Селиму этого показалось мало, и он отдал приказ Девлету, присоединиться к его экспедиционному корпусу со своими крымцами. Затем идти к Переволоке и рыть канал между Доном и Волгой, а опосля этого взять Астрахань. Крымский хан чуть со смеху не лопнул от такого приказа, но, придерживаясь своей мудрости, войско снарядил и пошел на Переволок. Девлет-Гирей, сидя в своем шатре, смотрел, как янычаре копаются в земле, без видимых успехов, и посылал своих нукеров жужжать им в уши, что зима здесь сурова, что в холодные и вьюжные дни опухнем все от голода и пора ворочаться к теплому берегу Золотого Рога. В этот момент вывернулись астраханские татарские орды, пригнавшие лодьи и струги, и Касим потащился со всей своей ратью под стены Астрахани, встав лагерем на старом городище. Как и предвещали крымцы, голод подползал медленно, но неумолимо. Янычары взбунтовались, подогретые лазутчиками и со стороны крымской и астраханской орд, и со стороны ногайцев, верных Руси, и со стороны Ивана. Да к месту вдруг оказался пленный, пробиравшийся в Астрахань с письмом Московского царя. Из письма стало ясно, что идет князь Серебряный по реке с судовой ратью, а полем князь Бельский с конной. Да и сам Владимир Старицкий направил дружины в ногайские степи, собрать еще одно войско и зажать всех пришлых под Астраханью. Касим зажег свою крепостицу, что стояла на берегу Волги и приказал двигать домой. Хитрый крымский хан, желая услужить Ивану Грозному, повел оттоманцев не старой дорогой через Переволоку на Дон и вниз по реке, а через пустынные степи, так называемой Кабардинской дорогой. Сгубив почти всех янычар, он добился, что по всей Порте поднялся вой, что мол, Селим не только Пьяница, но и бездарный правитель, коли первый свой поход закончил трупами в степи.

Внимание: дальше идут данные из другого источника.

impl KeyboardWiring {
    pub fn new() -> Self {
        Self::default()
    }

    pub fn with_irq(mut self, irq: Box<dyn IrqSink>) -> Self {
        self.irq = Some(irq);
        self
    }

    pub fn with_pit(mut self, pit: Arc<dyn PitChannels>) -> Self {
        self.pit = Some(pit);
        self
    }

    pub fn with_speaker(mut self, speaker: SharedSpeaker, timeline: SoundTimeline) -> Self {
        self.speaker = Some((speaker, timeline));
        self
    }

    pub fn with_eeprom(mut self, eeprom: Box<dyn TandyEeprom>) -> Self {
        self.eeprom = Some(eeprom);
        self
    }
}

pub struct XtKeyboard {
    config: XtKeyboardConfig,

    pa: u8,
    pb: u8,
    pd: u8,
    key_waiting: u8,
    want_irq: bool,
    blocked: bool,
    irq_level: bool,
    attached: bool,

    channel: Arc<KeyChannel>,
    irq: Box<dyn IrqSink>,
    pit: Arc<dyn PitChannels>,
    speaker: SharedSpeaker,
    timeline: SoundTimeline,
    eeprom: Option<Box<dyn TandyEeprom>>,
}

impl XtKeyboard {
    pub fn new(config: XtKeyboardConfig, wiring: KeyboardWiring) -> Result<Self, AttachError> {
        if config.floppy_drives > MAX_FLOPPY_DRIVES {
            return Err(AttachError::InvalidConfig(format!(
                "{} floppy drives, at most {MAX_FLOPPY_DRIVES} can be strapped",
                config.floppy_drives
            )));
        }

        let irq = wiring.irq.ok_or(AttachError::MissingCollaborator("IRQ sink"))?;
        let pit = wiring.pit.ok_or(AttachError::MissingCollaborator("PIT"))?;
        let (speaker, timeline) = wiring
            .speaker
            .ok_or(AttachError::MissingCollaborator("PC speaker"))?;
        let eeprom = wiring.eeprom;
        if config.variant.is_tandy() && eeprom.is_none() {
            return Err(AttachError::MissingCollaborator("Tandy EEPROM"));
        }

        let pd = if config.variant.has_dip_switches() {
            compute_dip(
                config.variant,
                config.floppy_drives,
                config.video,
                config.memory_kib,
            )
        } else {
            0
        };

        let mut kbd = Self {
            config,
            pa: 0,
            pb: 0,
            pd,
            key_waiting: 0,
            want_irq: false,
            blocked: false,
            irq_level: false,
            attached: true,
            channel: Arc::new(KeyChannel::new()),
            irq,
            pit,
            speaker,
            timeline,
            eeprom,
        };
        kbd.reset();

        tracing::debug!(
            variant = kbd.config.variant.name(),
            "XT keyboard: attached, pd={:02X}",
            kbd.pd
        );
        Ok(kbd)
    }

    pub fn config(&self) -> &XtKeyboardConfig {
        &self.config
    }

    pub fn variant(&self) -> MachineVariant {
        self.config.variant
    }

    pub fn pa(&self) -> u8 {
        self.pa
    }

    pub fn pb(&self) -> u8 {
        self.pb
    }

    pub fn pd(&self) -> u8 {
        self.pd
    }

    pub fn key_waiting(&self) -> u8 {
        self.key_waiting
    }

    pub fn want_irq(&self) -> bool {
        self.want_irq
    }

    pub fn blocked(&self) -> bool {
        self.blocked
    }

    /// Level this controller is currently driving on IRQ 1.
    pub fn irq_asserted(&self) -> bool {
        self.irq_level
    }

    pub fn is_attached(&self) -> bool {
        self.attached
    }

    pub fn is_scanning(&self) -> bool {
        self.channel.is_scanning()
    }

    pub fn speaker(&self) -> SharedSpeaker {
        self.speaker.clone()
    }

    /// Bytes waiting to be delivered, oldest first.
    pub fn queue_snapshot(&self) -> Vec<u8> {
        self.channel.lock().iter().collect()
    }

    /// Registers the host key feed. Returns `None` while another feed is live
    /// or after detach.
    pub fn connect_feed(&self) -> Option<KeyFeed> {
        if !self.attached || !self.channel.claim_feed() {
            return None;
        }
        Some(KeyFeed::new(
            self.channel.clone(),
            self.config.fake_shift_grey_keys,
        ))
    }

    pub fn feed_connected(&self) -> bool {
        self.channel.feed_registered()
    }

    pub fn reset(&mut self) {
        self.want_irq = false;
        self.set_blocked(false);
        self.pa = 0;
        self.pb = 0;
        if self.attached {
            self.channel.set_scanning(true);
        }
        self.channel.clear();
        lock_speaker(&self.speaker).reset();
        self.pit.set_gate(SPEAKER_CHANNEL, false);
        tracing::debug!("XT keyboard: reset");
    }

    /// Tears the controller down. Safe to call more than once.
    pub fn detach(&mut self) {
        if !self.attached {
            return;
        }
        self.attached = false;
        self.channel.set_scanning(false);
        self.channel.set_connected(false);
        self.channel.clear();
        self.want_irq = false;
        self.set_blocked(false);
        tracing::debug!("XT keyboard: detached");
    }

    /// One keyboard clock tick: moves at most one byte along the handshake.
    pub fn poll(&mut self) {
        if !self.attached {
            return;
        }
        // The Tandy keyboard keeps clocking regardless of port B.
        if !self.port_b().contains(PortB::KBD_CLOCK_ENABLE) && !self.config.variant.is_tandy() {
            return;
        }

        if self.want_irq {
            self.want_irq = false;
            self.pa = self.key_waiting;
            self.set_blocked(true);
            tracing::trace!("XT keyboard: delivering {:02X} on IRQ 1", self.pa);
        } else if !self.blocked {
            if let Some(byte) = self.channel.pop() {
                self.key_waiting = byte;
                self.want_irq = true;
                tracing::trace!("XT keyboard: staged {byte:02X}");
            }
        }
    }

    pub fn read_port(&mut self, port: u16) -> u8 {
        match port {
            PORT_DATA => self.read_data(),
            PORT_CONTROL => self.pb,
            PORT_SWITCHES => self.read_switches(),
            PORT_SWITCHES_HIGH if self.config.variant.is_xt() => self.pd,
            _ => 0xFF,
        }
    }

    /// Only port B is writable; ports A and C are inputs.
    pub fn write_port(&mut self, port: u16, value: u8) {
        match port {
            PORT_CONTROL => self.write_control(value),
            _ => tracing::trace!("XT keyboard: ignoring write {value:02X} to port {port:#06x}"),
        }
    }

    fn port_b(&self) -> PortB {
        PortB::from_bits_retain(self.pb)
    }

    fn read_data(&self) -> u8 {
        if self.port_b().contains(PortB::KBD_CLEAR) {
            if self.config.variant.is_pc() {
                return self.pd;
            }
            if self.config.variant.is_xt() {
                return 0xFF;
            }
        }
        self.pa
    }

    fn read_switches(&mut self) -> u8 {
        let pb = self.port_b();
        let mem = i64::from(self.config.memory_kib);

        let mut ret = match self.config.variant.type_code() {
            0 => 0,
            1 => {
                let banks = (mem - 64) / 32;
                if pb.contains(PortB::SW_SELECT_LOW) {
                    (banks & 0x0F) as u8
                } else {
                    (banks >> 4) as u8
                }
            }
            5 => {
                if pb.contains(PortB::SW_SELECT_HIGH) {
                    self.pd >> 4
                } else if mem == 512 {
                    0x0D
                } else {
                    0x0C
                }
            }
            _ => {
                if pb.contains(PortB::SW_SELECT_HIGH) {
                    self.pd >> 4
                } else {
                    self.pd & 0x0F
                }
            }
        };

        if self.pit.read_channel_state(SPEAKER_CHANNEL).output {
            ret |= PORT_C_TIMER2_OUT;
        }
        if self.config.variant.is_tandy() {
            if let Some(eeprom) = self.eeprom.as_mut() {
                if eeprom.data_out() {
                    ret |= PORT_C_EEPROM_DATA;
                }
            }
        }
        ret
    }

    fn write_control(&mut self, value: u8) {
        let old = self.port_b();
        let new = PortB::from_bits_retain(value);

        if !old.contains(PortB::KBD_CLOCK_ENABLE) && new.contains(PortB::KBD_CLOCK_ENABLE) {
            self.want_irq = false;
            self.set_blocked(false);
            self.channel.restart_with(SELF_TEST_PASSED);
        }

        self.pb = value;

        let gate = new.contains(PortB::TIMER2_GATE);
        {
            let ch2 = self.pit.read_channel_state(SPEAKER_CHANNEL);
            let mut speaker = lock_speaker(&self.speaker);
            speaker.advance(self.timeline.position(), ch2);
            speaker.set_control(gate, new.contains(PortB::SPEAKER_DATA));
        }
        self.pit.set_gate(SPEAKER_CHANNEL, gate);

        if new.contains(PortB::KBD_CLEAR) {
            self.pa = 0;
            self.set_blocked(false);
        }
    }

    fn set_blocked(&mut self, blocked: bool) {
        self.blocked = blocked;
        if blocked && !self.irq_level {
            self.irq.raise_irq(KEYBOARD_IRQ);
            self.irq_level = true;
        } else if !blocked && self.irq_level {
            self.irq.lower_irq(KEYBOARD_IRQ);
            self.irq_level = false;
        }
    }
}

Девлет-Гирей успокоился и затих в своем Бахчисарае, под стенами неприступного Чуфут-Кале.
Войска Владимира Старицкого возвращались на Москву.

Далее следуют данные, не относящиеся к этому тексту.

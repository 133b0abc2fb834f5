use std::cell::RefCell;
use std::rc::Rc;
use std::sync::{Arc, Mutex};

use proptest::prelude::*;
use xt_audio::speaker::SPEAKER_LEVEL_FULL;
use xt_audio::{Mixer, PcSpeaker, SharedSpeaker, SoundTimeline, SpeakerOutput};
use xt_devices::{DeviceAttachError, DeviceTimer, XtKeyboardPorts};
use xt_devices_input::{
    FeedError, KeyDirection, KeyboardWiring, XtKeyboardConfig, POLL_INTERVAL_NS,
};
use xt_platform::{
    ChannelState, IoBusError, IoPortBus, IrqSink, PitChannels, PortIoDevice, TimerQueue,
};

fn init_tracing() {
    let _ = tracing_subscriber::fmt()
        .with_max_level(tracing::Level::TRACE)
        .with_test_writer()
        .try_init();
}

#[derive(Clone, Default)]
struct TestPic {
    irq1: Rc<RefCell<bool>>,
}

impl IrqSink for TestPic {
    fn raise_irq(&mut self, irq: u8) {
        if irq == 1 {
            *self.irq1.borrow_mut() = true;
        }
    }

    fn lower_irq(&mut self, irq: u8) {
        if irq == 1 {
            *self.irq1.borrow_mut() = false;
        }
    }
}

/// Channel 2 programmed for a square wave whose output is currently high.
#[derive(Default)]
struct TestPit {
    gate: Mutex<bool>,
}

impl PitChannels for TestPit {
    fn read_channel_state(&self, _channel: u8) -> ChannelState {
        ChannelState {
            mode: 3,
            counter: 0x0533,
            output: true,
            raw_level: 0,
        }
    }

    fn set_gate(&self, _channel: u8, level: bool) {
        *self.gate.lock().unwrap() = level;
    }
}

struct Machine {
    bus: Rc<RefCell<IoPortBus>>,
    timers: Rc<RefCell<TimerQueue<DeviceTimer>>>,
    pic: TestPic,
    pit: Arc<TestPit>,
    speaker: SharedSpeaker,
    timeline: SoundTimeline,
    now_ns: u64,
}

impl Machine {
    fn new() -> Self {
        Self {
            bus: Rc::new(RefCell::new(IoPortBus::new())),
            timers: Rc::new(RefCell::new(TimerQueue::new())),
            pic: TestPic::default(),
            pit: Arc::new(TestPit::default()),
            speaker: PcSpeaker::new().shared(),
            timeline: SoundTimeline::new(),
            now_ns: 0,
        }
    }

    fn with_timeline(timeline: SoundTimeline) -> Self {
        Self {
            timeline,
            ..Self::new()
        }
    }

    fn wiring(&self) -> KeyboardWiring {
        KeyboardWiring::new()
            .with_irq(Box::new(self.pic.clone()))
            .with_pit(self.pit.clone())
            .with_speaker(self.speaker.clone(), self.timeline.clone())
    }

    fn attach(&self, config: XtKeyboardConfig) -> Result<XtKeyboardPorts, DeviceAttachError> {
        XtKeyboardPorts::attach(
            config,
            self.wiring(),
            self.bus.clone(),
            self.timers.clone(),
            self.now_ns,
        )
    }

    /// Advances virtual time, delivering due timers and servicing IRQ 1 the way
    /// the BIOS INT 9 handler does. Returns the bytes the "guest" received.
    fn run_until(&mut self, kbd: &mut XtKeyboardPorts, until_ns: u64) -> Vec<u8> {
        let mut received = Vec::new();
        loop {
            let event = self.timers.borrow_mut().pop_due(until_ns);
            let Some(event) = event else { break };
            self.now_ns = event.deadline_ns;
            kbd.handle_timer_event(event.id, event.deadline_ns);

            if *self.pic.irq1.borrow() {
                let mut bus = self.bus.borrow_mut();
                received.push(bus.read_u8(0x60));
                let pb = bus.read_u8(0x61);
                bus.write_u8(0x61, pb | 0x80);
                bus.write_u8(0x61, pb);
            }
        }
        self.now_ns = until_ns;
        received
    }
}

#[test]
fn bios_sees_self_test_then_keys() {
    init_tracing();
    let mut m = Machine::new();
    let config: XtKeyboardConfig =
        serde_json::from_str(r#"{ "variant": "xt-1986", "floppy_drives": 2, "video": "mda" }"#)
            .unwrap();
    let mut kbd = m.attach(config).unwrap();

    // POST: clock low, then high again.
    m.bus.borrow_mut().write_u8(0x61, 0x0C);
    m.bus.borrow_mut().write_u8(0x61, 0x4C);
    assert_eq!(m.run_until(&mut kbd, 10 * POLL_INTERVAL_NS), vec![0xAA]);

    let mut feed = kbd.key_feed().unwrap();
    feed.feed(0x1C, KeyDirection::Make).unwrap();
    feed.feed(0x1C, KeyDirection::Break).unwrap();
    assert_eq!(m.run_until(&mut kbd, 20 * POLL_INTERVAL_NS), vec![0x1C, 0x9C]);

    // XT-1986, two drives, MDA, 640K.
    let mut bus = m.bus.borrow_mut();
    bus.write_u8(0x61, 0x48);
    assert_eq!(bus.read_u8(0x62) & 0x0F, 0x07);
    bus.write_u8(0x61, 0x40);
    assert_eq!(bus.read_u8(0x62) & 0x0F, 0x0D);
    assert_eq!(bus.read_u8(0x63), 0x7D);
}

#[test]
fn each_byte_takes_two_polls() {
    let mut m = Machine::new();
    let mut kbd = m.attach(XtKeyboardConfig::default()).unwrap();
    m.bus.borrow_mut().write_u8(0x61, 0x40);

    assert!(m.run_until(&mut kbd, POLL_INTERVAL_NS).is_empty());
    assert!(kbd.controller().borrow().want_irq());
    assert_eq!(m.run_until(&mut kbd, 2 * POLL_INTERVAL_NS), vec![0xAA]);
}

#[test]
fn overlapping_window_fails_attach_cleanly() {
    struct Stub;
    impl PortIoDevice for Stub {
        fn read(&mut self, _port: u16, _size: u8) -> u32 {
            0x12
        }
        fn write(&mut self, _port: u16, _size: u8, _value: u32) {}
    }

    let m = Machine::new();
    m.bus
        .borrow_mut()
        .register_range(0x62, 1, Box::new(Stub))
        .unwrap();

    let err = m.attach(XtKeyboardConfig::default()).err().unwrap();
    assert!(matches!(
        err,
        DeviceAttachError::Bus(IoBusError::Overlap { start: 0x60, .. })
    ));
    assert!(m.timers.borrow().is_empty());
    assert!(!m.bus.borrow().is_mapped(0x60));
    assert_eq!(m.bus.borrow_mut().read_u8(0x62), 0x12);
}

#[test]
fn missing_collaborator_fails_attach() {
    let m = Machine::new();
    let err = XtKeyboardPorts::attach(
        XtKeyboardConfig::default(),
        KeyboardWiring::new(),
        m.bus.clone(),
        m.timers.clone(),
        0,
    )
    .err()
    .unwrap();
    assert!(matches!(err, DeviceAttachError::Keyboard(_)));
    assert!(!m.bus.borrow().is_mapped(0x61));
}

#[test]
fn detach_releases_ports_and_timer() {
    let mut m = Machine::new();
    let mut kbd = m.attach(XtKeyboardConfig::default()).unwrap();
    let mut feed = kbd.key_feed().unwrap();
    assert!(m.bus.borrow().is_mapped(0x60));
    assert_eq!(m.timers.borrow().len(), 1);

    kbd.detach();
    kbd.detach();
    assert!(!kbd.is_attached());
    assert!(m.timers.borrow().is_empty());
    assert_eq!(m.bus.borrow_mut().read_u8(0x60), 0xFF);
    assert_eq!(m.bus.borrow_mut().read_u8(0x61), 0xFF);
    assert_eq!(feed.feed(0x1E, KeyDirection::Make), Err(FeedError::Detached));
    assert!(m.run_until(&mut kbd, 5 * POLL_INTERVAL_NS).is_empty());
}

#[test]
fn dropping_the_device_detaches() {
    let m = Machine::new();
    let kbd = m.attach(XtKeyboardConfig::default()).unwrap();
    drop(kbd);
    assert!(m.timers.borrow().is_empty());
    assert!(!m.bus.borrow().is_mapped(0x63));

    // The window is free for a fresh attach.
    let _kbd = m.attach(XtKeyboardConfig::default()).unwrap();
}

#[test]
fn poll_rearms_from_previous_deadline() {
    let m = Machine::new();
    let mut kbd = m.attach(XtKeyboardConfig::default()).unwrap();

    // Machine loop runs late: the event fires at 5 ms but was due at 1 ms.
    let event = m.timers.borrow_mut().pop_due(5 * POLL_INTERVAL_NS).unwrap();
    assert_eq!(event.deadline_ns, POLL_INTERVAL_NS);
    assert!(kbd.handle_timer_event(event.id, event.deadline_ns));
    assert_eq!(
        m.timers.borrow().next_deadline_ns(),
        Some(2 * POLL_INTERVAL_NS)
    );
    assert_eq!(kbd.poll_timer(), Some(m.timers.borrow_mut().pop_due(u64::MAX).unwrap().id));
}

#[test]
fn foreign_timers_are_ignored() {
    let m = Machine::new();
    let mut kbd = m.attach(XtKeyboardConfig::default()).unwrap();
    let other = m
        .timers
        .borrow_mut()
        .schedule(0, DeviceTimer::KeyboardPoll);
    assert!(!kbd.handle_timer_event(other, 0));
    assert_eq!(m.timers.borrow().len(), 2);
}

#[test]
fn bus_reset_resets_the_controller() {
    let mut m = Machine::new();
    let mut kbd = m.attach(XtKeyboardConfig::default()).unwrap();
    m.bus.borrow_mut().write_u8(0x61, 0x40);
    m.run_until(&mut kbd, POLL_INTERVAL_NS);
    assert!(kbd.controller().borrow().want_irq());

    m.bus.borrow_mut().reset();
    let ctrl = kbd.controller();
    let ctrl = ctrl.borrow();
    assert_eq!(ctrl.pb(), 0);
    assert!(!ctrl.want_irq());
    assert!(ctrl.queue_snapshot().is_empty());
}

#[test]
fn speaker_follows_port_b_mid_period() {
    let mut mixer = Mixer::new(960);
    let timeline = mixer.timeline();
    let m = Machine::with_timeline(timeline.clone());
    let _kbd = m.attach(XtKeyboardConfig::default()).unwrap();
    mixer.register_producer(Box::new(SpeakerOutput::new(
        m.speaker.clone(),
        m.pit.clone(),
        timeline.clone(),
    )));

    timeline.set_position(480);
    m.bus.borrow_mut().write_u8(0x61, 0x03);
    assert!(*m.pit.gate.lock().unwrap());

    let out = mixer.render_period();
    assert_eq!(out.len(), 960 * 2);
    assert!(out[..480 * 2].iter().all(|&s| s == 0));
    assert!(out[480 * 2..].iter().all(|&s| s == SPEAKER_LEVEL_FULL));

    // Gate and enable dropped at the start of the next period; the latch
    // carries the enable for exactly one more sample.
    m.bus.borrow_mut().write_u8(0x61, 0x00);
    assert!(!*m.pit.gate.lock().unwrap());
    let out = mixer.render_period();
    assert_eq!(&out[..2], &[SPEAKER_LEVEL_FULL, SPEAKER_LEVEL_FULL]);
    assert!(out[2..].iter().all(|&s| s == 0));
}

proptest! {
    #[test]
    fn one_poll_per_interval(steps in proptest::collection::vec(1u64..5_000_000, 1..40)) {
        let m = Machine::new();
        let mut kbd = m.attach(XtKeyboardConfig::default()).unwrap();
        let mut polls = 0u64;
        let mut now = 0u64;
        for step in steps {
            now += step;
            loop {
                let event = m.timers.borrow_mut().pop_due(now);
                let Some(event) = event else { break };
                prop_assert!(kbd.handle_timer_event(event.id, event.deadline_ns));
                polls += 1;
            }
        }
        prop_assert_eq!(polls, now / POLL_INTERVAL_NS);
        prop_assert_eq!(m.timers.borrow().len(), 1);
    }
}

Вот в это утро, которое было вечера мудренее, и вошла в опочивальню царя Малка.
– Все еще хочешь, государь, узнать, кто царицу извел? – с порога спросила она.
– Хочу! – коротко ответил Иван.
– Кликните там Петра Волынца, – обернулась она к двери, пояснила, – Это земец новгородский, он там, на земле сидит и не в последних людях в Вольном Новгороде ходит. Послушай, чего он баять будет.

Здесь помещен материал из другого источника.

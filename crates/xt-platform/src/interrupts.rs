/// Interrupt request line into the platform interrupt controller.
///
/// Legacy ISA devices drive their IRQ line as a level: the device raises it when
/// it has something for the guest and lowers it again once the guest has
/// acknowledged the condition at the device.
pub trait IrqSink {
    fn raise_irq(&mut self, irq: u8);
    fn lower_irq(&mut self, irq: u8);
}

impl<T: IrqSink + ?Sized> IrqSink for Box<T> {
    fn raise_irq(&mut self, irq: u8) {
        (**self).raise_irq(irq);
    }

    fn lower_irq(&mut self, irq: u8) {
        (**self).lower_irq(irq);
    }
}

– Долгие лета государю, – в ноги полным поклоном поклонился пришедший.
– Входи. Чего сказать хотел? – государь уставился сумрачным взглядом в этого плюгавого земца, копающегося на своем уделе, но имеющего голос на вече в этом торговом городе, зовущем себя Великим Вольным Новгородом.
– Заговор государь. Заговор созрел на землях Руси! – заикаясь, ответил Волынец.
– Ты не квохчи! Толком говори, – урезонила его Малка.
– В твоей дворне, государь, есть повар по имени Ерофей. Так вот тот повар, когда будет дан ему сигнал, от гонца, должен влить в кушанье и питие твое яд силен.
– Что за яд такой, что бы лекари мои и знахари не ведали такого? – смуро уточнил Иван.
– Ну, это-то не трудность, – обыденно протянула ключница, и начала перечислять, загибая пальцы, – Сандарак, что не токмо людей, лошадей убивает наповал. Его разводят водой и дают выпить, и нет у него ни вкуса, ни запаха. Делается он из золотой краски, аурипигмента, так называют ее в закатных странах. Или вот, кантарелла. Его изобрели в старой итальянской династии Борджия. Яд этот невозможно различить в сладких фруктах и напитках. В оба этих яда входит мышьяк, которым мышей травят, отсюда и название его. Еще есть сулема…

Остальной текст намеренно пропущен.